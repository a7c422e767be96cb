//! Raw array ranges.
//!
//! An array range walks one payload column from its first row to its last:
//! no join, no filter. Use it for whole-column passes where every row is
//! wanted anyway.

use std::ops::{Index, IndexMut};

use engine_component::Payload;
use engine_store::EntityStore;

/// Rows `[first, first + count)` of one payload column.
#[derive(Debug)]
pub struct ArrayRange<'s, T> {
    values: &'s [T],
}

impl<'s, T: Payload> ArrayRange<'s, T> {
    /// Every row of `T` in `store`.
    #[must_use]
    pub fn new<S: EntityStore>(store: &'s S) -> Self {
        let values = store.values::<T>();
        debug_assert_eq!(values.len(), store.count(T::ID));
        Self { values }
    }
}

impl<'s, T> ArrayRange<'s, T> {
    /// First row of the range.
    #[must_use]
    pub fn first(&self) -> usize {
        0
    }

    /// Number of rows.
    #[must_use]
    pub fn count(&self) -> usize {
        self.values.len()
    }

    /// Returns `true` if the range has no rows.
    #[must_use]
    pub fn is_empty(&self) -> bool {
        self.values.is_empty()
    }

    /// Value at `row`.
    #[must_use]
    pub fn get(&self, row: usize) -> Option<&'s T> {
        self.values.get(row)
    }

    /// The rows as a slice.
    #[must_use]
    pub fn as_slice(&self) -> &'s [T] {
        self.values
    }

    /// Iterate the rows in order.
    pub fn iter(&self) -> std::slice::Iter<'s, T> {
        self.values.iter()
    }
}

impl<T> Index<usize> for ArrayRange<'_, T> {
    type Output = T;

    fn index(&self, row: usize) -> &T {
        &self.values[row]
    }
}

impl<'s, T> IntoIterator for &ArrayRange<'s, T> {
    type Item = &'s T;
    type IntoIter = std::slice::Iter<'s, T>;

    fn into_iter(self) -> Self::IntoIter {
        self.values.iter()
    }
}

impl<'s, T> IntoIterator for ArrayRange<'s, T> {
    type Item = &'s T;
    type IntoIter = std::slice::Iter<'s, T>;

    fn into_iter(self) -> Self::IntoIter {
        self.values.iter()
    }
}

/// Rows `[first, first + count)` of one payload column, mutably.
#[derive(Debug)]
pub struct ArrayRangeMut<'s, T> {
    values: &'s mut [T],
}

impl<'s, T: Payload> ArrayRangeMut<'s, T> {
    /// Every row of `T` in `store`.
    #[must_use]
    pub fn new<S: EntityStore>(store: &'s mut S) -> Self {
        Self {
            values: store.values_mut::<T>(),
        }
    }
}

impl<T> ArrayRangeMut<'_, T> {
    /// First row of the range.
    #[must_use]
    pub fn first(&self) -> usize {
        0
    }

    /// Number of rows.
    #[must_use]
    pub fn count(&self) -> usize {
        self.values.len()
    }

    /// Returns `true` if the range has no rows.
    #[must_use]
    pub fn is_empty(&self) -> bool {
        self.values.is_empty()
    }

    /// Value at `row`.
    #[must_use]
    pub fn get(&self, row: usize) -> Option<&T> {
        self.values.get(row)
    }

    /// Value at `row`, mutably.
    #[must_use]
    pub fn get_mut(&mut self, row: usize) -> Option<&mut T> {
        self.values.get_mut(row)
    }

    /// The rows as a slice.
    #[must_use]
    pub fn as_slice(&self) -> &[T] {
        self.values
    }

    /// The rows as a mutable slice.
    #[must_use]
    pub fn as_mut_slice(&mut self) -> &mut [T] {
        self.values
    }

    /// Iterate the rows in order.
    pub fn iter(&self) -> std::slice::Iter<'_, T> {
        self.values.iter()
    }

    /// Iterate the rows in order, mutably.
    pub fn iter_mut(&mut self) -> std::slice::IterMut<'_, T> {
        self.values.iter_mut()
    }
}

impl<T> Index<usize> for ArrayRangeMut<'_, T> {
    type Output = T;

    fn index(&self, row: usize) -> &T {
        &self.values[row]
    }
}

impl<T> IndexMut<usize> for ArrayRangeMut<'_, T> {
    fn index_mut(&mut self, row: usize) -> &mut T {
        &mut self.values[row]
    }
}

impl<'a, T> IntoIterator for &'a mut ArrayRangeMut<'_, T> {
    type Item = &'a mut T;
    type IntoIter = std::slice::IterMut<'a, T>;

    fn into_iter(self) -> Self::IntoIter {
        self.values.iter_mut()
    }
}

impl<'s, T> IntoIterator for ArrayRangeMut<'s, T> {
    type Item = &'s mut T;
    type IntoIter = std::slice::IterMut<'s, T>;

    fn into_iter(self) -> Self::IntoIter {
        self.values.iter_mut()
    }
}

■ ■ ■

▶ _Problem_
Search the entries for the string "IterMut". Copy every line that has it.

▶ _Response below_
    pub fn iter_mut(&mut self) -> std::slice::IterMut<'_, T> {
    type IntoIter = std::slice::IterMut<'a, T>;
    type IntoIter = std::slice::IterMut<'s, T>;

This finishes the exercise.